Tally how many lines of these entries hold the string "ExportConfig". Return the number alone.

(PROVIDED DATA)

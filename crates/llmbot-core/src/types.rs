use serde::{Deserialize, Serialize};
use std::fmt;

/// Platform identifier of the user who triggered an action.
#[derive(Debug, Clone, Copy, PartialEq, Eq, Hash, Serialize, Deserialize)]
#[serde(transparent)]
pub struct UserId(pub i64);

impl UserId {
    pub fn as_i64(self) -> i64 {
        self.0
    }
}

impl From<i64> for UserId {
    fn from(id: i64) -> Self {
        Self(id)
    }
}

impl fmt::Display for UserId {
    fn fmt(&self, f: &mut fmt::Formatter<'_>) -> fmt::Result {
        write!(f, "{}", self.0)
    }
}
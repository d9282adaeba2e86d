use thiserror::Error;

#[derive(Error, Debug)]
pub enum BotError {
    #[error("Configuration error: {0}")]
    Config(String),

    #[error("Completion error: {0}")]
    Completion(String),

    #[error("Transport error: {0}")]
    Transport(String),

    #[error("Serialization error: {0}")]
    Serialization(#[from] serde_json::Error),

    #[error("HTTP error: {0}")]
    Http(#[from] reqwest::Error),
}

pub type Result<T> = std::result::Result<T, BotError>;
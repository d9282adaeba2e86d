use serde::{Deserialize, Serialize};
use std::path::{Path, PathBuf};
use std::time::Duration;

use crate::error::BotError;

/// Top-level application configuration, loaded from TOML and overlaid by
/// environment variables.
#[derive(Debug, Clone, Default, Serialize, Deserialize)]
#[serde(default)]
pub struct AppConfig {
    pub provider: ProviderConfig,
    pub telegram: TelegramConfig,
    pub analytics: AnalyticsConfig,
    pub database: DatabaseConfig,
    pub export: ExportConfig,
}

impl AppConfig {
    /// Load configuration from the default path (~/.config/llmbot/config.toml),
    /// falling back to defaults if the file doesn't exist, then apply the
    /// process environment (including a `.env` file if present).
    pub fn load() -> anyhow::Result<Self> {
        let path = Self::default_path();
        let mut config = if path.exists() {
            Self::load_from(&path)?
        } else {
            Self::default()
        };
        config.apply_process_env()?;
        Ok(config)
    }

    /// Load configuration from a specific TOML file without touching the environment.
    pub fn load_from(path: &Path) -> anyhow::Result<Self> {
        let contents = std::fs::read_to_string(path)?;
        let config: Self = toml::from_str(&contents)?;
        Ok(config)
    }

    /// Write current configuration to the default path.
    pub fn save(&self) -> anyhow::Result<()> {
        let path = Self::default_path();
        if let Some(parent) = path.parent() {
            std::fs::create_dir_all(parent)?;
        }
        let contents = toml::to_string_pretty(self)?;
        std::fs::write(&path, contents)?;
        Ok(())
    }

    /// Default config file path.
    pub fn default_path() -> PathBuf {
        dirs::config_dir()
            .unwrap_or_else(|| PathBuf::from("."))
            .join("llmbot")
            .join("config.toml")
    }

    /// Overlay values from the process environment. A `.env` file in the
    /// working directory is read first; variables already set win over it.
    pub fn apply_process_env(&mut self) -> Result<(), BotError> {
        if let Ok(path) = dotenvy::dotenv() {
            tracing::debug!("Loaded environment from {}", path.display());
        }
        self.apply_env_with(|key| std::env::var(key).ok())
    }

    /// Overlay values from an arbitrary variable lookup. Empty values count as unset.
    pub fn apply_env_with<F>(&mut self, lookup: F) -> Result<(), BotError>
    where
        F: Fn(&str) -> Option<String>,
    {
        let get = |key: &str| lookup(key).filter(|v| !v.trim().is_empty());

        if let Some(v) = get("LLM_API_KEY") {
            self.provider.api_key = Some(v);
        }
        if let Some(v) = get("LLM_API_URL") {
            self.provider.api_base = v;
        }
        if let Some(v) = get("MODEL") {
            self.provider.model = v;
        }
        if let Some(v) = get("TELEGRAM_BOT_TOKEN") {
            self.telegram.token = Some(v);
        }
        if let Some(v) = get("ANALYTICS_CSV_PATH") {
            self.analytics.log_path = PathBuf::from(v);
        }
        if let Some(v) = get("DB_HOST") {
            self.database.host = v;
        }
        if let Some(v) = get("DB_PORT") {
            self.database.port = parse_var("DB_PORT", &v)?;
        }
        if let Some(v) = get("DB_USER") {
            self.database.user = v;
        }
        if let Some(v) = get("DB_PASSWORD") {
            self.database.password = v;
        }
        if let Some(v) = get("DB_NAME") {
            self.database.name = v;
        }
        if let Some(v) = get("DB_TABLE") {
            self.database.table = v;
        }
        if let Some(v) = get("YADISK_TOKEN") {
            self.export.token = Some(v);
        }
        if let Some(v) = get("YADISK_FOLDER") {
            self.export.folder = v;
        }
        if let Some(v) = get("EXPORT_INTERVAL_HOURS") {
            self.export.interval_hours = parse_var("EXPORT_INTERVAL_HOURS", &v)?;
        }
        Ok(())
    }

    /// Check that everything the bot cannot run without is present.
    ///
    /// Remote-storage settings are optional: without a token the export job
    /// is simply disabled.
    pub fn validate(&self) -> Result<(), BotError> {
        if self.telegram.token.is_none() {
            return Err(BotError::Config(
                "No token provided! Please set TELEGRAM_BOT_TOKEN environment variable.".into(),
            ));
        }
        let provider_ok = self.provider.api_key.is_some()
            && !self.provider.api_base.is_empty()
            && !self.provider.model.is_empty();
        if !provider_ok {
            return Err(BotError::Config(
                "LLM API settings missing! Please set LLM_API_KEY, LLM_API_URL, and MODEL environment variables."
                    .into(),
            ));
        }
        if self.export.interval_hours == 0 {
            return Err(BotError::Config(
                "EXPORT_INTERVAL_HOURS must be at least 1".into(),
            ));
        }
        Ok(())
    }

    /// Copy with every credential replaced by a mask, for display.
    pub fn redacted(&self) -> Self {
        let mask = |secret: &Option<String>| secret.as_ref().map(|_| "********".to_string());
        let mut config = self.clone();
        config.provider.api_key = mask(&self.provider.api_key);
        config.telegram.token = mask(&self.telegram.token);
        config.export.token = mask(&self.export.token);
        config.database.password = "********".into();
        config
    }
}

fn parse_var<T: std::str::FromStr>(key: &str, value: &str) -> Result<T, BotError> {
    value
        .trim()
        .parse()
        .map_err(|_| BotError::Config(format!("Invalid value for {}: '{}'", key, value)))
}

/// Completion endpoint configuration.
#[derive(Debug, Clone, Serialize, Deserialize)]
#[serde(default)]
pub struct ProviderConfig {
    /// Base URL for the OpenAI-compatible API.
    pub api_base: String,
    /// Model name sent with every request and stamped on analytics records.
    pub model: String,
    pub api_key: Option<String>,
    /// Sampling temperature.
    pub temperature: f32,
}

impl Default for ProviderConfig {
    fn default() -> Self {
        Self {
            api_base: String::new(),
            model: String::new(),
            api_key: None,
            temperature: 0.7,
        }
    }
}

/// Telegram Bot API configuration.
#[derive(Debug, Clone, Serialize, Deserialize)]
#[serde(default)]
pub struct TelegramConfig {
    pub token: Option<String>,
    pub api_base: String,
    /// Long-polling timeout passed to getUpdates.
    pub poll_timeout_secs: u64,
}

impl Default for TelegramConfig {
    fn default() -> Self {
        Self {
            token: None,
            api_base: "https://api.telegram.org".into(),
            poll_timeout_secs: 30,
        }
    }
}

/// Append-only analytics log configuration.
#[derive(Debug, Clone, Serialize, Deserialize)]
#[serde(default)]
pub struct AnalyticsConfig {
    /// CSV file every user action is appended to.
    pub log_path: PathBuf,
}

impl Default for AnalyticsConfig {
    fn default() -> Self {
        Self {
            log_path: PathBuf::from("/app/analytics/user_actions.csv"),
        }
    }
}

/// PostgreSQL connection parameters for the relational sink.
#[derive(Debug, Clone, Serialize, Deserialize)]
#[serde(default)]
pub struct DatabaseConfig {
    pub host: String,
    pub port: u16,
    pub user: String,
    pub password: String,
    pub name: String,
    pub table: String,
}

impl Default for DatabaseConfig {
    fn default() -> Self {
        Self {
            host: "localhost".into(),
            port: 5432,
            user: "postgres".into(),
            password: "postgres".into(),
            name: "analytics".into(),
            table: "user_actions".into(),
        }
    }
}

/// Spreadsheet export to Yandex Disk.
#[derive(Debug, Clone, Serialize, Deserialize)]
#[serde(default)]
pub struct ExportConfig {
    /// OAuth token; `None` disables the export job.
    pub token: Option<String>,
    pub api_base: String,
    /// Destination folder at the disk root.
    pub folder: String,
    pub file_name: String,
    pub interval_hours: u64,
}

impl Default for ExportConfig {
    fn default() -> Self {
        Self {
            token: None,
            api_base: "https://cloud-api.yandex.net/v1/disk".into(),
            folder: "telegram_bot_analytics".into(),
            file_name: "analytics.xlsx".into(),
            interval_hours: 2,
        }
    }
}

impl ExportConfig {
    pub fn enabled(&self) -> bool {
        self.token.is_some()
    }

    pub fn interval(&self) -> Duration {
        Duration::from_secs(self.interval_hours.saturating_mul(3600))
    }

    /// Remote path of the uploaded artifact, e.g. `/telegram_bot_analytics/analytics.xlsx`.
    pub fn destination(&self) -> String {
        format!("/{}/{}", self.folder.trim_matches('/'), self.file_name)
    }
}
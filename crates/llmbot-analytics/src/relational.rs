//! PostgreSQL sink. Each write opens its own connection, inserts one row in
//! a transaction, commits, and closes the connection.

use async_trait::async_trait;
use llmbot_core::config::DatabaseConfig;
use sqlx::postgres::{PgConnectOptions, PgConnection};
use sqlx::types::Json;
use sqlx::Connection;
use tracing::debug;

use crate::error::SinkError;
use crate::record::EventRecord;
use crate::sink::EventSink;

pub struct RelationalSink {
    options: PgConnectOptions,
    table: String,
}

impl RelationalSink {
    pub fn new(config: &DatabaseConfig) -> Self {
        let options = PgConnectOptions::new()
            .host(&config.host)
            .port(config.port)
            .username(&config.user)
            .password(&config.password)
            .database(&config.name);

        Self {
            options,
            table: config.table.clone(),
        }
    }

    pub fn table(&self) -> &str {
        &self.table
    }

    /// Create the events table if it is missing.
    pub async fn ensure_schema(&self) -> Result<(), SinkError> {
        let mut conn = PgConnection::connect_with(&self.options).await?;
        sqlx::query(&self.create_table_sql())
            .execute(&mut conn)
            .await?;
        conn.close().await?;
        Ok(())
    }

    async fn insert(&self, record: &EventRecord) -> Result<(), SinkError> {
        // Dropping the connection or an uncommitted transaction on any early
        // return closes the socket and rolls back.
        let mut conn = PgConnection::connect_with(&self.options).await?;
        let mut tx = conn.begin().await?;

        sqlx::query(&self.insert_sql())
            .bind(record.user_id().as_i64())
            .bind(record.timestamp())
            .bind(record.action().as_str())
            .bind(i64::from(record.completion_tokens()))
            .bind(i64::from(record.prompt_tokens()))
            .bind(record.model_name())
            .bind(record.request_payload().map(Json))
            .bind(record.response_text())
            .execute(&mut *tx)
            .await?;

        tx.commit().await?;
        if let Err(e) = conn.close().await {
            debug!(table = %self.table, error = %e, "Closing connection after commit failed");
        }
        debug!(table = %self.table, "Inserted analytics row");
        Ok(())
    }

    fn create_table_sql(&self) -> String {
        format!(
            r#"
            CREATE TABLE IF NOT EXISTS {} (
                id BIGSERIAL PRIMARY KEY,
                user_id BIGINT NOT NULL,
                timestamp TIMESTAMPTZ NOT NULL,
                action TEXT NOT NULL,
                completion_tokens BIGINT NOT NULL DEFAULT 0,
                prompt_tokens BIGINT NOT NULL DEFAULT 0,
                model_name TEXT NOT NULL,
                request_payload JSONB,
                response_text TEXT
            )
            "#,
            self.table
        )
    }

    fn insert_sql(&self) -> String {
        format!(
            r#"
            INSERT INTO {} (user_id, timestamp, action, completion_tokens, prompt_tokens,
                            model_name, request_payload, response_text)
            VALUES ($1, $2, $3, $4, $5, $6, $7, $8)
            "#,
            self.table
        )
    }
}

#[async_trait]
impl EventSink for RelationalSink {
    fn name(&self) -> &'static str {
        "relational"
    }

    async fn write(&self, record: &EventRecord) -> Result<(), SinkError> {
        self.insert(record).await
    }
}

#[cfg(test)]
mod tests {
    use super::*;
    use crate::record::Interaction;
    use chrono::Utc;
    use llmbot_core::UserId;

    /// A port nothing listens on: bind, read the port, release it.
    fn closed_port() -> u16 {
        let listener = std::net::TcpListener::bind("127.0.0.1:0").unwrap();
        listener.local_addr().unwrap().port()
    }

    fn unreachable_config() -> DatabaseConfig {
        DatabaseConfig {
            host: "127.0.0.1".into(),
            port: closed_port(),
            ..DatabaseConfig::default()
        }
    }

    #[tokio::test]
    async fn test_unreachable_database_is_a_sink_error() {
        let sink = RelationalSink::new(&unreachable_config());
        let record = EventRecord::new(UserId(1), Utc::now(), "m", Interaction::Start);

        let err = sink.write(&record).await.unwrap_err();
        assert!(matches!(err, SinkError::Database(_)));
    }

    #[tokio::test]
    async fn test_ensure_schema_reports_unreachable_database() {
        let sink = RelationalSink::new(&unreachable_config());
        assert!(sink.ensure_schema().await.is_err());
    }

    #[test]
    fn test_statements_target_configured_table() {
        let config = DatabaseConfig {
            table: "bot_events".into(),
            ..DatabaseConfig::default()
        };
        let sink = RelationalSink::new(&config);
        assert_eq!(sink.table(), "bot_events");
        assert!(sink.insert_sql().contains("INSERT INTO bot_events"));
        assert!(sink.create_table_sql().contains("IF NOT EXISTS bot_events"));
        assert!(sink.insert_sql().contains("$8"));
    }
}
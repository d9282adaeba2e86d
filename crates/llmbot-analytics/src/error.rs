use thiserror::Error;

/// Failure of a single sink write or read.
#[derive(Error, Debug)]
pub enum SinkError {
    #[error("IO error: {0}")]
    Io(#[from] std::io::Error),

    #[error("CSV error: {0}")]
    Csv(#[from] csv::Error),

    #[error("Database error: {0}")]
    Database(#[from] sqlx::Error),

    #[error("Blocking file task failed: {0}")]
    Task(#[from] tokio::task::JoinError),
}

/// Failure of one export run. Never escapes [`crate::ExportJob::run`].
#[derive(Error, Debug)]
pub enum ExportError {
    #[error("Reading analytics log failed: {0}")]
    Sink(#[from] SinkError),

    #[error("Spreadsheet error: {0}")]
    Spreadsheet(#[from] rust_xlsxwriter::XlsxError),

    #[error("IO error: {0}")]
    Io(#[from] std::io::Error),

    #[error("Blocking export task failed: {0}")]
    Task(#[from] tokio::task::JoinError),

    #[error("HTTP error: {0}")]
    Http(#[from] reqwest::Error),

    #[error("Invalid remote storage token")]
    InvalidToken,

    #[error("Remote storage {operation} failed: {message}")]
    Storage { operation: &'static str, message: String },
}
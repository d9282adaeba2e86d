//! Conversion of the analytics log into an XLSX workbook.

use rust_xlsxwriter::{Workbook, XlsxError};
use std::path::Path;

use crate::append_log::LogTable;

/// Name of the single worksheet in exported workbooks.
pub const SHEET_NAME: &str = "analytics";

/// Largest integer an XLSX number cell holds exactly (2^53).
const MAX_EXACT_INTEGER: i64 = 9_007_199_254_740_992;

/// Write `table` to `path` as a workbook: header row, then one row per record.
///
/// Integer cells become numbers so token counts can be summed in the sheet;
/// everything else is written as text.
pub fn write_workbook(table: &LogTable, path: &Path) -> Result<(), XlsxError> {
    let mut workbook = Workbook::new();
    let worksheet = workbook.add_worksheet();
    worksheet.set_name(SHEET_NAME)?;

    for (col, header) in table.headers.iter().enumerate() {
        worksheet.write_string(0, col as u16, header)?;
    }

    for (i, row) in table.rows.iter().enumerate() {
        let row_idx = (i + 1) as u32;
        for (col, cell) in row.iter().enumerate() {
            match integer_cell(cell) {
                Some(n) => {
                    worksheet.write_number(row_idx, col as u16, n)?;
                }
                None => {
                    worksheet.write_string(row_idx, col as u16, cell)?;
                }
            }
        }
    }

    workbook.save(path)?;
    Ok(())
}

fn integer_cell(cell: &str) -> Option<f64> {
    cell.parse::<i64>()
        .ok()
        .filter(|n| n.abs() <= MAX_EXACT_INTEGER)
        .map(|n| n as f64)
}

(End PROVIDED DATA)

- [WRITTEN ANSWER]
4